Isabel Ángela Prieto González Bango (1 March 1833 – 28 September 1876), better known as Isabel Prieto de Landázuri, was a Spanish poet and dramatist, considered "one of the first women to enter the literary canon of Mexico in the 19th century," since this country was where she created most of her literary legacy.

==Biography==
There are disagreements regarding the birthplace of Isabel Prieto de Landázari; although most consider that she was born in Alcázar de San Juan, Ciudad Real, Spain, in 1833, some writers like the Spanish Julio Cejador y Frauca determined that she was actually born in Mexico City. There are yet other sources that say that she was born in 1828 in Spanish territory. She was the daughter of the Panamanian Sotero Prieto Olasagarre (at that time, Panama was under Spanish rule) and the Spaniard Isabel González Bango de la Puebla, and she was the oldest of their eleven children.

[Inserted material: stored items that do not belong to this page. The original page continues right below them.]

//! Pointer gestures on the interaction window: move and edge resize

use crate::constants::shield::{MIN_SIZE, RESIZE_MARGIN};
use crate::region::{Point, Region};

/// Which edges a resize gesture drags
#[derive(Debug, Clone, Copy, Default, PartialEq, Eq)]
pub struct Edges {
    pub left: bool,
    pub right: bool,
    pub top: bool,
    pub bottom: bool,
}

impl Edges {
    /// Edges within the resize margin of a point given in window-local coordinates
    pub fn hit(local: Point, width: i32, height: i32) -> Self {
        // Keep the margin usable on very small shields
        let margin = RESIZE_MARGIN.min(width / 4).min(height / 4).max(1);
        Self {
            left: local.x < margin,
            right: local.x >= width - margin,
            top: local.y < margin,
            bottom: local.y >= height - margin,
        }
    }

    pub fn any(&self) -> bool {
        self.left || self.right || self.top || self.bottom
    }

    /// Apply a total cursor offset to the anchor region, never shrinking below
    /// the minimum size. Dragging a left/top edge keeps the opposite edge fixed.
    pub fn resize(&self, anchor: Region, offset: Point) -> Region {
        let mut region = anchor;
        if self.left {
            let width = (anchor.width - offset.x).max(MIN_SIZE);
            region.x = anchor.right() - width;
            region.width = width;
        } else if self.right {
            region.width = (anchor.width + offset.x).max(MIN_SIZE);
        }
        if self.top {
            let height = (anchor.height - offset.y).max(MIN_SIZE);
            region.y = anchor.bottom() - height;
            region.height = height;
        } else if self.bottom {
            region.height = (anchor.height + offset.y).max(MIN_SIZE);
        }
        region
    }
}

#[derive(Debug, Clone, Copy, PartialEq, Eq)]
pub enum Gesture {
    /// Incremental move: `last` is the cursor position already applied
    Move { last: Point },
    /// Resize anchored at the geometry and cursor position of the press
    Resize { edges: Edges, anchor: Region, start: Point },
}

impl Gesture {
    /// Advance a move gesture to `cursor`, returning the delta to apply
    pub fn step(&mut self, cursor: Point) -> Option<Point> {
        match self {
            Gesture::Move { last } => {
                let delta = cursor - *last;
                *last = cursor;
                (delta != Point::default()).then_some(delta)
            }
            Gesture::Resize { .. } => None,
        }
    }

    /// Region a resize gesture would produce at `cursor`
    pub fn resized(&self, cursor: Point) -> Option<Region> {
        match self {
            Gesture::Resize { edges, anchor, start } => Some(edges.resize(*anchor, cursor - *start)),
            Gesture::Move { .. } => None,
        }
    }
}

#[cfg(test)]
mod tests {
    use super::*;

    #[test]
    fn test_move_steps_are_incremental() {
        let mut gesture = Gesture::Move { last: Point::new(100, 100) };
        assert_eq!(gesture.step(Point::new(110, 95)), Some(Point::new(10, -5)));
        assert_eq!(gesture.step(Point::new(111, 95)), Some(Point::new(1, 0)));
        // Same position again → nothing to apply
        assert_eq!(gesture.step(Point::new(111, 95)), None);
    }

    #[test]
    fn test_edges_hit_detection() {
        let center = Edges::hit(Point::new(50, 50), 100, 100);
        assert!(!center.any());

        let corner = Edges::hit(Point::new(98, 99), 100, 100);
        assert_eq!(corner, Edges { right: true, bottom: true, ..Default::default() });

        let left = Edges::hit(Point::new(2, 50), 100, 100);
        assert_eq!(left, Edges { left: true, ..Default::default() });
    }

    #[test]
    fn test_edges_margin_shrinks_on_small_shields() {
        // 24px wide → margin 6, so x=7 is already inside
        let edges = Edges::hit(Point::new(7, 12), 24, 24);
        assert!(!edges.any());
    }

    #[test]
    fn test_resize_right_bottom() {
        let edges = Edges { right: true, bottom: true, ..Default::default() };
        let region = edges.resize(Region::new(10, 10, 100, 80), Point::new(25, -30));
        assert_eq!(region, Region::new(10, 10, 125, 50));
    }

    #[test]
    fn test_resize_left_keeps_right_edge() {
        let edges = Edges { left: true, ..Default::default() };
        let anchor = Region::new(100, 50, 200, 100);
        let region = edges.resize(anchor, Point::new(-40, 0));
        assert_eq!(region, Region::new(60, 50, 240, 100));
        assert_eq!(region.right(), anchor.right());
    }

    #[test]
    fn test_resize_clamps_to_minimum() {
        let edges = Edges { left: true, top: true, ..Default::default() };
        let anchor = Region::new(0, 0, 100, 100);
        let region = edges.resize(anchor, Point::new(500, 500));
        assert_eq!(region, Region::new(100 - MIN_SIZE, 100 - MIN_SIZE, MIN_SIZE, MIN_SIZE));
    }

    #[test]
    fn test_resize_gesture_is_anchored() {
        let gesture = Gesture::Resize {
            edges: Edges { right: true, ..Default::default() },
            anchor: Region::new(0, 0, 100, 100),
            start: Point::new(100, 50),
        };
        // Positions are relative to the press, not to the previous motion
        assert_eq!(gesture.resized(Point::new(130, 50)), Some(Region::new(0, 0, 130, 100)));
        assert_eq!(gesture.resized(Point::new(120, 70)), Some(Region::new(0, 0, 120, 100)));
    }
}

At age four, Prieto's family moved to Mexico, where she devoted herself to studying. There she learned several languages that allowed her to perform as a translator of notable literary works. Later, she traveled to Guadalajara, Jalisco, where she composed most of her own works. It is known that she collaborated with the Mexico-based French writer Alfredo Bablot on the newspaper El Federalista. In 1864, before the French Intervention in Mexico, she moved to San Francisco, California. A year later, in 1865, she returned to Mexico and married her cousin Pedro Landázuri Diez, a notable politician of that era, and moved to the Tacubaya neighborhood in Mexico City.

Endowed with prodigious and very easy memory, she conceived and shaped her compositions without the help of the pen, and dictated them to her husband later. It can be said, in spite of the great extent of most of them, that they are all true improvisations.

She created a total of fourteen dramatic works, most notably Las dos flores, Los dos son peores, Oro y oropel, La escuela de las cuñadas, Duende y serafín, Abnegación, El Ángel del hogar, Una noche de Carnaval, Soñar despierto, and Un lirio entre zarzas.

In 1874, her husband assumed the position of consul of Mexico in Hamburg, so Isabel moved with him and their son Jorge (their daughter Blanca became ill and died in Veracruz while waiting for the ship that would take them to Hamburg; their third child was born in 1875, once they were already in Germany) to German territory.

She died in 1876 from a cerebral infarction.

José María Vigil read a speech entitled "La Sra. doña Isabel Prieto de Landázuri," a biographical and literary study of the author, before the Mexican Academy in 1882. Vigil himself compiled her poetic works in a publication by Ireneo Paz.